### What this task involves
Each line containing the word "StevedoreError" must be copied from the material below.
■ ■ ■ ■ ■
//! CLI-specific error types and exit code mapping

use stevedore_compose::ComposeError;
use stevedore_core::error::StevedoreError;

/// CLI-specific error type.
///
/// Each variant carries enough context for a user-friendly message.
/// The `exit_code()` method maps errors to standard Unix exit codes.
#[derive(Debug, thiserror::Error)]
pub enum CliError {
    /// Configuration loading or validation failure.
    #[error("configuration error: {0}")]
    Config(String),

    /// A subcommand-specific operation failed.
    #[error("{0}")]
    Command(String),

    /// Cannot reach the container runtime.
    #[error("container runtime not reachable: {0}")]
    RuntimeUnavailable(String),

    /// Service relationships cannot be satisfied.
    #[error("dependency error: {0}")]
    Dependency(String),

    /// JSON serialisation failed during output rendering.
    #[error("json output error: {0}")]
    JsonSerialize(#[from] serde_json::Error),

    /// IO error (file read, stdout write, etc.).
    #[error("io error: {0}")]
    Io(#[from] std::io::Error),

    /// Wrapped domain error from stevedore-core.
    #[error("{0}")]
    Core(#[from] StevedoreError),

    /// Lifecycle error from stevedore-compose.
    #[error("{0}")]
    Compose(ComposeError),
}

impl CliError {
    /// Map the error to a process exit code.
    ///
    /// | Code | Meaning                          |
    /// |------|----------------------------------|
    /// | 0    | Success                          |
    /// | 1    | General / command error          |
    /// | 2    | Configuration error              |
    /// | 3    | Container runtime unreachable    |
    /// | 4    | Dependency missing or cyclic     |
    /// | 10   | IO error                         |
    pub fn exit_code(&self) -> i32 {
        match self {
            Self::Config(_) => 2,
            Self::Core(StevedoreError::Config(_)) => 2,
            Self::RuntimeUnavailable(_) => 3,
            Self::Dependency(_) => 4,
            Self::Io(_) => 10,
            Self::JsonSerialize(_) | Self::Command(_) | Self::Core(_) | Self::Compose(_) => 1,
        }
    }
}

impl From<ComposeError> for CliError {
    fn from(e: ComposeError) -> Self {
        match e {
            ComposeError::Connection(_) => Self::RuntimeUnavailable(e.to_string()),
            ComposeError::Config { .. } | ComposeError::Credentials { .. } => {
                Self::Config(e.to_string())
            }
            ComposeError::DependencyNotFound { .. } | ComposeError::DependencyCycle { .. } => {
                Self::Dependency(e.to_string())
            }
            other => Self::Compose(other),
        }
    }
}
■ ■ ■ ■ ■
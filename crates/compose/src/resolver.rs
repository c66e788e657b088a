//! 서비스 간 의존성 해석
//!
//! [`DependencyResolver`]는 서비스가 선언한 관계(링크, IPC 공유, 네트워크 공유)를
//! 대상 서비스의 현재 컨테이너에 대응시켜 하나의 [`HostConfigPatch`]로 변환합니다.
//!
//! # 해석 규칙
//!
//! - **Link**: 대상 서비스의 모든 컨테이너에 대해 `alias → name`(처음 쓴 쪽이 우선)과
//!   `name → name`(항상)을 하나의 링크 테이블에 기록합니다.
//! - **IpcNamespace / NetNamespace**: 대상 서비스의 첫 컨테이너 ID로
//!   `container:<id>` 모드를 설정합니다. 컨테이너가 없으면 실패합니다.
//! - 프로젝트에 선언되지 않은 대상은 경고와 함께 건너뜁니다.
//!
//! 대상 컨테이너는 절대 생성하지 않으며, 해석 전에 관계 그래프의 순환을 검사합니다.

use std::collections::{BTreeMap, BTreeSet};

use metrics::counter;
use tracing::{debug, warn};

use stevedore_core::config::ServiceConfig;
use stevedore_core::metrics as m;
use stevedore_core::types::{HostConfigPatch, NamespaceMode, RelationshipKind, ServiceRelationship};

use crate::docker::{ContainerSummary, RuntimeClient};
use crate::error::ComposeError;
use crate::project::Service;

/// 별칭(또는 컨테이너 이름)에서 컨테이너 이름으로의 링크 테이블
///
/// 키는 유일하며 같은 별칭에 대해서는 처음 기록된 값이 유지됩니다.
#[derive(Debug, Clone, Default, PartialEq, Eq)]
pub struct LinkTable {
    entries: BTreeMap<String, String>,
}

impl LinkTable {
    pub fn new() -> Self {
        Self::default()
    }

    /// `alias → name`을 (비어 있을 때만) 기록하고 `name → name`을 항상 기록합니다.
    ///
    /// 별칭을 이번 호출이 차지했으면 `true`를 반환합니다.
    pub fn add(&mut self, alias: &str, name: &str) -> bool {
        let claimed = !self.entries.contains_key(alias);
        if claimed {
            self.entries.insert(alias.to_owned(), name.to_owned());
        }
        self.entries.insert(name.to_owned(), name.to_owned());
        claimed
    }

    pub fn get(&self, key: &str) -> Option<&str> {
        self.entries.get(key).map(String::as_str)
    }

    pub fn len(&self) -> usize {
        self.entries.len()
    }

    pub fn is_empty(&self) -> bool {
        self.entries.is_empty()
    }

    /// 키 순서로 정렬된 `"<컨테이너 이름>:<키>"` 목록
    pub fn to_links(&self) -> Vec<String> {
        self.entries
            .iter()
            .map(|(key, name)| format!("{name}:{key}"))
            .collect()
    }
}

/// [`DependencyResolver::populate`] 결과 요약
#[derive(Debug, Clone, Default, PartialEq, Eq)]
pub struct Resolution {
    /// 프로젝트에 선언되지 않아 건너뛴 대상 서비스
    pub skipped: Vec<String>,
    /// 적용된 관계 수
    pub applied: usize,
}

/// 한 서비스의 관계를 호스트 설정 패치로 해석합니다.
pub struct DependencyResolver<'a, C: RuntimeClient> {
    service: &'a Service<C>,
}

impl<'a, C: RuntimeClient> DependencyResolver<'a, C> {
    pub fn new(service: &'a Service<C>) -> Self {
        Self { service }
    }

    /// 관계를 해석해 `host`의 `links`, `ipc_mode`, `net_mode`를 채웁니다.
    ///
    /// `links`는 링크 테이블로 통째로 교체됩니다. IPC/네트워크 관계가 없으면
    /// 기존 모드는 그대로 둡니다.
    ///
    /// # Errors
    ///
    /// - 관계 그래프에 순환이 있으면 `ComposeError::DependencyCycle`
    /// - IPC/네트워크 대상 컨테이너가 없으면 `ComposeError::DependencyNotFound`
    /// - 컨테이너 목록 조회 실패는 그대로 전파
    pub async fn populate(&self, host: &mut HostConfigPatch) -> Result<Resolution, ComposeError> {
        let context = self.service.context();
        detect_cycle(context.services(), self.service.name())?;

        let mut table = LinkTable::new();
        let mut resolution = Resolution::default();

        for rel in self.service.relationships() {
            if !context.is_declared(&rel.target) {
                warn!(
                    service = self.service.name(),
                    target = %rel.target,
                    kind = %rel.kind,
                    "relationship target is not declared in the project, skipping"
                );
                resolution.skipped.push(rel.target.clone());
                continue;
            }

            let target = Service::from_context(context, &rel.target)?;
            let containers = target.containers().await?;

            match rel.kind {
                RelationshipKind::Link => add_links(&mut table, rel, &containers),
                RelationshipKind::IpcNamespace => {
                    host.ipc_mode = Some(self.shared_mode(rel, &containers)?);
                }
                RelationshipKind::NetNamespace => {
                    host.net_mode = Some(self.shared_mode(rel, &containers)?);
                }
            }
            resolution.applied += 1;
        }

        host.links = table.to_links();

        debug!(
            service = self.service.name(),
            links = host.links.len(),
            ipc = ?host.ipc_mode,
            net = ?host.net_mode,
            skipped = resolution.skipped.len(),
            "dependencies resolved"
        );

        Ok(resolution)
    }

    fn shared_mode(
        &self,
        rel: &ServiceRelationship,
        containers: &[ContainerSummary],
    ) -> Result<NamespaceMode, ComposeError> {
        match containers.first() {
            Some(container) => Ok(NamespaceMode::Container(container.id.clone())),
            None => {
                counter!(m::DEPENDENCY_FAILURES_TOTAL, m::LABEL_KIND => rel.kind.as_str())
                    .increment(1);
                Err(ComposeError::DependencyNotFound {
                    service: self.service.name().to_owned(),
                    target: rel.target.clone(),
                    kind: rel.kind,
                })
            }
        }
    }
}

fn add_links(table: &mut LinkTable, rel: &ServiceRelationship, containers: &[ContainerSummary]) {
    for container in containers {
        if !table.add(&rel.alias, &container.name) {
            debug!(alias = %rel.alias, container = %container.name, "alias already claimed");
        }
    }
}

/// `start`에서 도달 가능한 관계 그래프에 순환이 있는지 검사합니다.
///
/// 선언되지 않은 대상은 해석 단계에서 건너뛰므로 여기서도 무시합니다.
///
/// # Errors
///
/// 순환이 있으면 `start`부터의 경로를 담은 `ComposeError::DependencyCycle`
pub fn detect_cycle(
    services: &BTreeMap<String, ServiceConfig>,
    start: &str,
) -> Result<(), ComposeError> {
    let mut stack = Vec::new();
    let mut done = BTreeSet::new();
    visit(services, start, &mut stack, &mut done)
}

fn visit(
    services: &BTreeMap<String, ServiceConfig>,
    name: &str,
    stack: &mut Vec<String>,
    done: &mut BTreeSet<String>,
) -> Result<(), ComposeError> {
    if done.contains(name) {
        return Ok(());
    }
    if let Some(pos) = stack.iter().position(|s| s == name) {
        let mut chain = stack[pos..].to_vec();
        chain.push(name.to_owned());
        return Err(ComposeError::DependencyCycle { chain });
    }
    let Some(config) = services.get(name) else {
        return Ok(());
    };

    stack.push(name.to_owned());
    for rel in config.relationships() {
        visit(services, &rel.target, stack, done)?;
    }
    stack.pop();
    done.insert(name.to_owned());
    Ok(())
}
■ ■ ■ ■ ■
### Response area
use stevedore_core::error::StevedoreError;
    Core(#[from] StevedoreError),
            Self::Core(StevedoreError::Config(_)) => 2,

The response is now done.